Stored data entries

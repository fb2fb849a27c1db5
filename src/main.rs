//! Emulate a JJY longwave time signal station using simple audio output.
//!
//! Radio-controlled clocks sold in Japan set themselves from [JJY], broadcast at 40 kHz and
//! 60 kHz. This program keys a 20 kHz tone on the default audio output in the JJY time code,
//! taking advantage of stray RF created by audio hardware: the tone's harmonics land on both
//! carrier frequencies, which is enough for a clock placed right next to the device.
//!
//! Like a battery-powered beacon, it does not transmit all the time. A broadcast window opens at
//! 58 minutes 10 seconds past the hour before each of 02, 05, 08, 11, 14, 17, 20 and 23 o'clock
//! and closes at 8 minutes past the hour, which is when most clocks try to receive. In between,
//! the program sleeps. Before each activation it corrects its idea of the time using [NTP].
//!
//! [JJY]: https://en.wikipedia.org/wiki/JJY
//! [NTP]: sntp
//!
//! # Command Line Arguments
//!
//! General form: `jjybeacon [options...]`
//!
//! | Short form | Long form      | Argument           | Default        | Description                          |
//! | ---------- | -------------- | ------------------ | -------------- | ------------------------------------ |
//! | `-c`       | `--config`     | File name          | None           | TOML file with any of the settings   |
//! |            | `--ntp`        | Hostname or IP     | `pool.ntp.org` | [NTP] server used to correct time    |
//! |            | `--no-ntp`     |                    |                | Trust the system clock               |
//! | `-t`       | `--time`       | Date time string   | Current time   | Local time to start from             |
//! |            | `--utc-offset` | Hours              | 9              | Offset of transmitted time from UTC  |
//! | `-n`       | `--now`        | Integer > 0        | None           | Transmit this many minutes right now |
//! |            | `--once`       |                    |                | One activation, then exit            |
//! |            | `--dry-run`    |                    |                | Log instead of playing audio         |
//! |            | `--tone`       | Hz                 | 20000          | Audio tone frequency                 |
//! |            | `--idle-level` | 0 to 1             | 0              | Output level with carrier reduced    |
//! |            | `--max-sleep`  | Seconds            | 3600           | Longest single sleep                 |
//! |            | `--retry-sleep`| Seconds            | 60             | Sleep after a failed activation      |
//!
//! Logging is controlled with `RUST_LOG` (default `info`). `RUST_LOG=jjy=trace` shows every frame.
//!
//! # Examples
//!
//! Run as a beacon, synchronizing with NICT's NTP server
//! ```sh
//! jjybeacon --ntp ntp.nict.jp
//! ```
//!
//! Set a clock right now, transmitting for 5 minutes
//! ```sh
//! jjybeacon --now 5
//! ```
//!
//! See what the next activation would do, without sound
//! ```sh
//! jjybeacon --once --dry-run -t "2024-05-27 13:58:00"
//! ```

use std::process::ExitCode;
use clap::Parser;
use color_eyre::eyre::Error;
use jjy::{Beacon, CarrierSink, ClockSource, Mode, PowerController, StdWait};
use tracing::{info, warn};
use tracing_subscriber::EnvFilter;

use args::{Arguments, Settings};
use carrier::{AudioCarrier, LogCarrier};
use clock::LocalClock;
use power::{Report, ThreadSleep};

mod args;
mod carrier;
mod clock;
mod power;

/// One wake cycle: correct the clock, then run an activation in `mode`.
///
/// Without trustworthy time nothing is transmitted and `power` sleeps for the longest period.
/// Returns whether an activation ran.
fn wake(
	settings: &Settings,
	clock: &mut LocalClock,
	carrier: &mut dyn CarrierSink,
	wait: &mut StdWait,
	power: &mut dyn PowerController,
	mode: Mode
) -> bool {
	if let Some(server) = settings.ntp.as_deref().filter(|_| !clock.is_simulated()) {
		info!(server, "synchronizing clock");
		if let Err(e) = clock.sync(&settings.sntp, server) {
			warn!(error = %e, "clock synchronization failed");
			if mode != Mode::Scheduled {
				warn!("immediate transmission postponed until the clock is synchronized");
			}
			power.sleep_for(settings.scheduler.max_sleep_seconds);
			return false;
		}
	}

	let mut beacon = Beacon::new(&mut *clock, carrier, wait, settings.scheduler);
	beacon.set_mode(mode);
	beacon.run_one_activation(power);
	true
}

/// Run the beacon until interrupted, or for one activation with `--once`.
fn run(settings: Settings) -> Result<ExitCode, Error> {
	let mut clock = match settings.start_time {
		Some(start) => LocalClock::simulated(start),
		None => LocalClock::system(settings.utc_offset_seconds)
	};
	let mut carrier: Box<dyn CarrierSink> = if settings.dry_run {
		Box::new(LogCarrier::default())
	} else {
		Box::new(AudioCarrier::open(settings.tone_hz, settings.idle_level)?)
	};
	let mut wait = StdWait::new();
	let mut mode = settings.mode;

	loop {
		let mut report = Report::default();
		let mut sleeper = ThreadSleep;
		let power: &mut dyn PowerController = if settings.once { &mut report } else { &mut sleeper };

		// Immediate mode applies to the first activation that actually runs
		if wake(&settings, &mut clock, carrier.as_mut(), &mut wait, power, mode) {
			mode = Mode::Scheduled;
		}

		if settings.once {
			let now = clock.now()?;
			match report.wake_time(&now) {
				Some(at) => println!("{}: next activation at {} (in {} s)", now, at, report.seconds.unwrap_or(0)),
				None => println!("{}: no activation scheduled", now)
			}
			return Ok(ExitCode::SUCCESS);
		}
	}
}

fn main() -> Result<ExitCode, Error> {
	color_eyre::install()?;
	tracing_subscriber::fmt()
		.with_env_filter(EnvFilter::try_from_default_env().unwrap_or_else(|_| EnvFilter::new("info")))
		.init();

	let args = Arguments::parse();
	tracing::debug!(?args);
	if args.time.is_some() && args.ntp.is_some() {
		warn!("--ntp does nothing when the time is set with --time");
	}

	run(Settings::load(args)?)
}
//! Utilities for dealing with time.
//!
//! This crate is divided into three parts: [`time`] deals with Unix timestamps at nanosecond
//! granularity and reading the current time; [`calendar`] converts between timestamps and
//! validated calendar time ([`CalendarTime`]); [`parse`] reads calendar time from text.
//!
//! The crate has no notion of timezones. Callers that need local time add their UTC offset to the
//! timestamp before converting, which is all a fixed-offset zone such as Japan standard time
//! (UTC+9) requires.
//!
//! This crate is `no_std`. If the `now` feature is enabled, [`time::now`] reads the system clock
//! through `libc`.
//!
//! # Examples
//!
//! ```
//! # use time::CalendarTime;
//! // Sun, May 26, 2024. 16:57:25 UTC, shown in JST (UTC+9)
//! let t = CalendarTime::from_timestamp(1716742645 + 9 * 3600).unwrap();
//! assert_eq!(t.to_string(), "2024-05-27 01:57:25");
//! assert_eq!(t.weekday(), 0); // Monday
//! assert_eq!(t.day_of_year(), 148);
//! ```

#![no_std]
#![cfg_attr(docsrs, feature(doc_cfg))]

pub mod time;
pub mod calendar;
pub mod parse;

pub use time::*;
pub use calendar::*;
pub use parse::*;
//! Carrier outputs: the default audio device, or a log for dry runs.
//!
//! Audio hardware leaks a little RF as a side effect of its operation. A 20 kHz tone played at
//! full volume has harmonics at 40 kHz and 60 kHz, the two JJY carrier frequencies, strong enough
//! for a radio-controlled clock a few centimeters away to pick up. Keying the tone between full
//! and reduced level keys the harmonics the same way.

use std::{
	f32::consts::PI,
	sync::{Arc, atomic::{AtomicBool, Ordering}}
};
use color_eyre::eyre::{Error, OptionExt};
use cpal::{Sample, traits::{DeviceTrait, HostTrait, StreamTrait}};
use jjy::CarrierSink;
use tracing::{error, info, trace};
use crate::args::SAMPLE_RATE;

/// Phase at the start of each second of samples. sin(0.58236424) = 0.55, so the tone crosses 55%
/// of its amplitude on the second marker.
const SECOND_PHASE: f32 = 0.58236424;

/// Generates the keyed tone in the audio callback.
///
/// The carrier state is shared with the controlling thread through an [`AtomicBool`], which the
/// callback reads once per buffer.
pub struct ToneWriter {
	/// Samples written so far.
	i: u64,
	tone_hz: f32,
	idle_level: f32,
	on: Arc<AtomicBool>
}

impl ToneWriter {
	pub fn new(tone_hz: f32, idle_level: f32, on: Arc<AtomicBool>) -> Self {
		ToneWriter { i: 0, tone_hz, idle_level, on }
	}

	/// Fill `data` with the next samples of the tone.
	pub fn write(&mut self, data: &mut [f32]) {
		let level = if self.on.load(Ordering::Relaxed) { 1.0 } else { self.idle_level };
		if level == 0. {
			data.iter_mut().for_each(|v| *v = f32::EQUILIBRIUM);
			self.i += data.len() as u64;
			return;
		}

		let s = SAMPLE_RATE as u64;
		for sample in data.iter_mut() {
			let pos = (self.i % s) as f32 / s as f32;
			*sample = level * (PI * 2. * self.tone_hz * pos + SECOND_PHASE).sin();
			self.i += 1;
		}
	}
}

/// Carrier played on the default audio output device.
///
/// Output is 48 kHz mono `f32` in 1024 sample buffers, so a switch takes effect within about
/// 21 ms. The stream plays for as long as this value lives.
pub struct AudioCarrier {
	on: Arc<AtomicBool>,
	_stream: cpal::Stream
}

impl AudioCarrier {
	pub fn open(tone_hz: f32, idle_level: f32) -> Result<AudioCarrier, Error> {
		let host = cpal::default_host();
		let device = host.default_output_device().ok_or_eyre("Failed to get default audio output device")?;
		let config = cpal::StreamConfig {
			channels: 1,
			sample_rate: cpal::SampleRate(SAMPLE_RATE),
			buffer_size: cpal::BufferSize::Fixed(1024),
		};

		let on = Arc::new(AtomicBool::new(false));
		let mut writer = ToneWriter::new(tone_hz, idle_level, on.clone());
		let stream = device.build_output_stream(
			&config,
			move |data: &mut [f32], _info: &cpal::OutputCallbackInfo| writer.write(data),
			|e| error!(error = %e, "audio stream error"),
			None
		)?;
		stream.play()?;
		let name = device.name().unwrap_or_default();
		info!(device = %name, tone_hz, "audio carrier ready");

		Ok(AudioCarrier { on, _stream: stream })
	}
}

impl CarrierSink for AudioCarrier {
	fn enable(&mut self) {
		self.on.store(true, Ordering::Relaxed);
	}

	fn disable(&mut self) {
		self.on.store(false, Ordering::Relaxed);
	}
}

/// Carrier that only logs, for `--dry-run`.
#[derive(Debug, Default)]
pub struct LogCarrier {
	on: bool,
	switches: u64
}

impl LogCarrier {
	pub fn switches(&self) -> u64 {
		self.switches
	}

	fn set(&mut self, on: bool) {
		if self.on != on {
			self.on = on;
			self.switches += 1;
			trace!(on, "carrier");
		}
	}
}

impl CarrierSink for LogCarrier {
	fn enable(&mut self) {
		self.set(true);
	}

	fn disable(&mut self) {
		self.set(false);
	}
}
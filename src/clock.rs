//! Local time for the beacon.
//!
//! The system clock is never changed. Instead, [`LocalClock`] keeps the correction measured by
//! SNTP and applies it, along with the UTC offset, to every reading.

use std::time::Instant;
use jjy::{ClockError, ClockSource};
use sntp::{Offset, SntpClient, SntpError};
use time::{CalendarTime, TimeSpec};
use tracing::info;

/// Where readings come from.
#[derive(Debug)]
enum Source {
	/// The system clock plus the last SNTP correction.
	System { correction: Offset },
	/// A fixed local start time that advances in real time.
	Simulated { start: CalendarTime, origin: Instant }
}

/// Local time at one-second resolution.
#[derive(Debug)]
pub struct LocalClock {
	source: Source,
	utc_offset_seconds: i64
}

impl LocalClock {
	/// The system clock, shifted by `utc_offset_seconds`.
	pub fn system(utc_offset_seconds: i64) -> Self {
		LocalClock { source: Source::System { correction: Offset { nanos: 0, error_nanos: 0 } }, utc_offset_seconds }
	}

	/// A clock that reads `start` now and runs in real time from there.
	pub fn simulated(start: CalendarTime) -> Self {
		LocalClock { source: Source::Simulated { start, origin: Instant::now() }, utc_offset_seconds: 0 }
	}

	pub fn is_simulated(&self) -> bool {
		matches!(self.source, Source::Simulated { .. })
	}

	/// Measure the system clock against `server` and correct all further readings.
	///
	/// Has no effect on a simulated clock. On failure the previous correction is kept.
	pub fn sync(&mut self, client: &SntpClient, server: &str) -> Result<(), SntpError> {
		if let Source::System { correction } = &mut self.source {
			let offset = client.query_offset(server)?;
			*correction = offset;
			info!(server, correction_ms = offset.nanos / 1_000_000, "clock synchronized");
		}
		Ok(())
	}

	/// Local time for a UTC instant.
	fn local(&self, utc: TimeSpec) -> Result<CalendarTime, ClockError> {
		CalendarTime::from_timestamp(utc.sec + self.utc_offset_seconds).ok_or(ClockError::OutOfRange)
	}
}

impl ClockSource for LocalClock {
	fn now(&mut self) -> Result<CalendarTime, ClockError> {
		match &self.source {
			Source::System { correction } => {
				let utc = correction.apply(time::now().ok_or(ClockError::Unavailable)?);
				self.local(utc)
			},
			Source::Simulated { start, origin } => {
				let elapsed = origin.elapsed().as_secs() as i64;
				start.add_seconds(elapsed).ok_or(ClockError::OutOfRange)
			}
		}
	}
}

#[cfg(test)]
mod tests {
	use super::*;

	#[test]
	fn system_clock_test() {
		let mut utc = LocalClock::system(0);
		let mut jst = LocalClock::system(9 * 3600);
		let a = utc.now().unwrap();
		let b = jst.now().unwrap();
		// Allow for a second boundary between the reads
		let diff = a.seconds_until(&b);
		assert!((9 * 3600..=9 * 3600 + 1).contains(&diff), "{} vs {}", a, b);
		assert!(!jst.is_simulated());
	}

	#[test]
	fn correction_test() {
		let mut clock = LocalClock::system(0);
		clock.source = Source::System { correction: Offset { nanos: -86_400 * 1_000_000_000, error_nanos: 0 } };
		let corrected = clock.now().unwrap();
		let actual = LocalClock::system(0).now().unwrap();
		let diff = corrected.seconds_until(&actual);
		assert!((86_400..=86_401).contains(&diff));
	}

	#[test]
	fn simulated_clock_test() {
		let start = CalendarTime::new(2024, 5, 27, 13, 58, 10).unwrap();
		let mut clock = LocalClock::simulated(start);
		assert!(clock.is_simulated());
		assert_eq!(clock.now().unwrap(), start);

		// Syncing a simulated clock does nothing, not even a network request
		assert!(clock.sync(&SntpClient::default(), "").is_ok());
	}
}
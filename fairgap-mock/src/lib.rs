//! Synthetic candle data for exercising `fairgap` without a market feed.
//!
//! [`SeriesFixture`] generates seeded random walks that follow the trading
//! calendar, with knobs for punching holes and repeating bars. [`fixtures`]
//! holds small hand-built series with known detection and continuity results.

pub mod fixtures;
mod generator;

pub use generator::SeriesFixture;
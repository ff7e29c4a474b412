use chrono::{TimeZone, Utc};
use fairgap::{FairGap, FillMode, Granularity, ScanStrategy};
use fairgap_mock::SeriesFixture;
use tracing_subscriber::EnvFilter;

fn main() -> Result<(), Box<dyn std::error::Error>> {
    // RUST_LOG=fairgap=debug shows spans when built with `--features tracing`.
    tracing_subscriber::fmt()
        .with_env_filter(EnvFilter::try_from_default_env().unwrap_or_else(|_| EnvFilter::new("info")))
        .init();

    // 1. Two weeks of 15-minute bars following the futures session, with a
    //    hole punched into the first Wednesday and one repeated bar.
    let start = Utc.with_ymd_and_hms(2024, 2, 5, 14, 30, 0)
        .single()
        .ok_or("invalid start")?;
    let series = SeriesFixture::new(Granularity::M15, start)
        .bars(1_200)
        .seed(2024)
        .max_move_cents(120)
        .drop_range(180..204)
        .duplicate(600)
        .build_series()?;

    // 2. Build the facade.
    let fg = FairGap::builder()
        .max_age_bars(40)
        .fill_mode(FillMode::Single)
        .strategy(ScanStrategy::Partitioned)
        .workers(4)
        .chunk_size(256)
        .build()?;

    // 3. Continuity audit.
    let audit = fg.analyze_series(&series)?;
    println!(
        "{} bars, {:.2}% continuous, {} closures, {} missing bars, {} duplicates",
        audit.total_bars,
        audit.continuity_pct,
        audit.closures.len(),
        audit.missing_bar_total,
        audit.duplicates.len(),
    );
    for gap in audit.data_missing.iter().chain(&audit.duplicates) {
        println!("  {} -> {}: {}", gap.start, gap.end, gap.reason());
    }

    // 4. Fair value gaps.
    let fvgs = fg.detect_fvgs(&series)?;
    let s = fvgs.stats;
    println!(
        "{} gaps ({} bull / {} bear): {} open, {} filled, {} expired",
        s.total, s.bullish, s.bearish, s.valid, s.filled, s.expired
    );
    for f in fvgs.active().take(5) {
        println!("  open {} [{}, {}] since {}", f.kind, f.bottom, f.top, f.left_time);
    }

    Ok(())
}
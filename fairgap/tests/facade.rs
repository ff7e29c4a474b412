use std::sync::Arc;

use chrono::{TimeZone, Utc};
use fairgap::{
    CacheConfig, CalendarConfig, ClosureReason, FairGap, FairGapError, FillMode, FvgConfig,
    FvgState, GapKind, Granularity, ReportCache, RuleSet, ScanStrategy, TradingCalendar,
};
use fairgap_mock::{SeriesFixture, fixtures};

#[test]
fn defaults_reproduce_reference_scenarios() {
    let fg = FairGap::builder().build().unwrap();

    let fvgs = fg.detect_fvgs(&fixtures::unfilled_drift(40)).unwrap();
    assert_eq!(fvgs.fvgs.len(), 1);
    assert_eq!(fvgs.fvgs[0].state, FvgState::Expired);

    let weekend = fg.analyze_continuity(&fixtures::weekend_break(), 15).unwrap();
    assert_eq!(
        weekend.closures[0].kind,
        GapKind::TradingClosure(ClosureReason::Weekend)
    );
    let hole = fg.analyze_series(&fixtures::session_hole()).unwrap();
    assert_eq!(hole.missing_bar_total, 7);
}

#[test]
fn builder_options_reach_the_engines() {
    let fg = FairGap::builder()
        .max_age_bars(10)
        .overlap_threshold(0.8)
        .rules(RuleSet::THREE_BAR_ONLY)
        .fill_mode(FillMode::Accumulating)
        .strategy(ScanStrategy::Partitioned)
        .workers(2)
        .chunk_size(16)
        .build()
        .unwrap();
    assert_eq!(fg.fvg_config().max_age_bars, 10);
    assert_eq!(fg.fvg_config().fill_mode, FillMode::Accumulating);
    assert_eq!(fg.continuity_config().strategy, ScanStrategy::Partitioned);
    assert_eq!(fg.continuity_config().workers, Some(2));

    // Ten-bar window: the drift fixture now expires at index 10.
    let report = fg.detect_fvgs(&fixtures::unfilled_drift(40)).unwrap();
    assert_eq!(report.fvgs[0].expired_at, Some(10));
    // Single-bar gaps are off.
    assert!(fg.detect_fvgs(&fixtures::bull_single_bar_gap()).unwrap().fvgs.is_empty());
}

#[test]
fn per_call_options_override_defaults() {
    let fg = FairGap::builder().build().unwrap();
    let series = fixtures::unfilled_drift(40);
    let short = FvgConfig {
        max_age_bars: 5,
        ..FvgConfig::default()
    };
    let report = fg.detect_fvgs_with(&series, &short).unwrap();
    assert_eq!(report.fvgs[0].expired_at, Some(5));
    assert_eq!(fg.detect_fvgs(&series).unwrap().fvgs[0].expired_at, Some(40));
}

#[test]
fn repeated_bars_do_not_shift_fvg_indices() {
    let fg = FairGap::builder().build().unwrap();
    let series = fixtures::unfilled_drift(40);
    let mut bars = series.as_slice().to_vec();
    bars.insert(11, bars[10].clone());
    let repeated = fairgap::CandleSeries::new(Granularity::M15, bars);
    assert!(repeated.has_duplicates());

    let report = fg.detect_fvgs(&repeated).unwrap();
    assert_eq!(report, fg.detect_fvgs(&series).unwrap());
    assert_eq!(report.fvgs.len(), 1);
    assert_eq!(report.fvgs[0].expired_at, Some(40));
}

#[test]
fn invalid_options_fail_at_build() {
    for builder in [
        FairGap::builder().max_age_bars(0),
        FairGap::builder().max_age_bars(1),
        FairGap::builder().overlap_threshold(0.0),
        FairGap::builder().overlap_threshold(1.5),
        FairGap::builder().chunk_size(0),
        FairGap::builder().workers(0),
        FairGap::builder().calendar_config(CalendarConfig {
            first_year: 2050,
            last_year: 2040,
            ..CalendarConfig::default()
        }),
    ] {
        let err = builder.build().unwrap_err();
        assert!(matches!(err, FairGapError::InvalidArg(_)), "{err}");
    }

    let fg = FairGap::builder().build().unwrap();
    let bad = FvgConfig {
        overlap_threshold: 2.0,
        ..FvgConfig::default()
    };
    assert!(fg.detect_fvgs_with(&fixtures::bull_three_bar(), &bad).is_err());
}

#[test]
fn shared_calendar_and_cache() {
    let calendar = Arc::new(TradingCalendar::default());
    let cache = ReportCache::new(&CacheConfig::default());
    let a = FairGap::builder()
        .calendar(Arc::clone(&calendar))
        .cache(cache.clone())
        .build()
        .unwrap();
    let b = FairGap::builder()
        .calendar(Arc::clone(&calendar))
        .cache(cache.clone())
        .strategy(ScanStrategy::Naive)
        .build()
        .unwrap();
    assert!(Arc::ptr_eq(a.calendar(), b.calendar()));

    let series = fixtures::session_hole();
    let first = a.analyze_continuity(&series, 15).unwrap();
    let second = b.analyze_continuity(&series, 15).unwrap();
    assert_eq!(first, second);
    a.detect_fvgs(&series).unwrap();
    assert_eq!(cache.entry_count(), 2);

    b.clear_cache();
    assert_eq!(cache.entry_count(), 0);
}

#[test]
fn cached_errors_are_not_sticky() {
    let fg = FairGap::builder()
        .cache_config(CacheConfig::default())
        .build()
        .unwrap();
    let series = fixtures::session_hole();
    assert!(fg.analyze_continuity(&series, 5).is_err());
    assert!(fg.analyze_continuity(&series, 15).is_ok());
    assert_eq!(fg.cache().map(ReportCache::entry_count), Some(1));
}

#[test]
fn adaptive_strategy_matches_fixed() {
    let start = Utc.with_ymd_and_hms(2024, 2, 5, 14, 30, 0).unwrap();
    let series = SeriesFixture::new(Granularity::M5, start)
        .bars(2_000)
        .drop_range(100..140)
        .duplicate(500)
        .build_series()
        .unwrap();
    let adaptive = FairGap::builder().adaptive_strategy(true).build().unwrap();
    let fixed = FairGap::builder()
        .strategy(ScanStrategy::Naive)
        .build()
        .unwrap();
    assert_eq!(
        adaptive.analyze_series(&series).unwrap(),
        fixed.analyze_series(&series).unwrap()
    );
}

#[test]
fn unlabelled_candles_get_an_inferred_granularity() {
    let fg = FairGap::builder().build().unwrap();
    let candles = fixtures::session_hole().as_slice().to_vec();
    let series = fg.series_from_candles(candles).unwrap();
    assert_eq!(series.granularity(), Granularity::M15);
    assert!(fg.series_from_candles(Vec::new()).is_err());
}

#[test]
fn reports_serialize() {
    let fg = FairGap::builder().build().unwrap();
    let report = fg.detect_fvgs(&fixtures::body_fill()).unwrap();
    let json = serde_json::to_value(&report).unwrap();
    assert_eq!(json["stats"]["filled"], 1);
    let audit = fg.analyze_series(&fixtures::weekend_break()).unwrap();
    let back: fairgap::ContinuityReport =
        serde_json::from_str(&serde_json::to_string(&audit).unwrap()).unwrap();
    assert_eq!(back, audit);
}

Exercise objective:
Within the lines above, find those holding the word "CarrierSink" and copy them.

Answer box:
use jjy::{Beacon, CarrierSink, ClockSource, Mode, PowerController, StdWait};
	carrier: &mut dyn CarrierSink,
	let mut carrier: Box<dyn CarrierSink> = if settings.dry_run {
use jjy::CarrierSink;
impl CarrierSink for AudioCarrier {
impl CarrierSink for LogCarrier {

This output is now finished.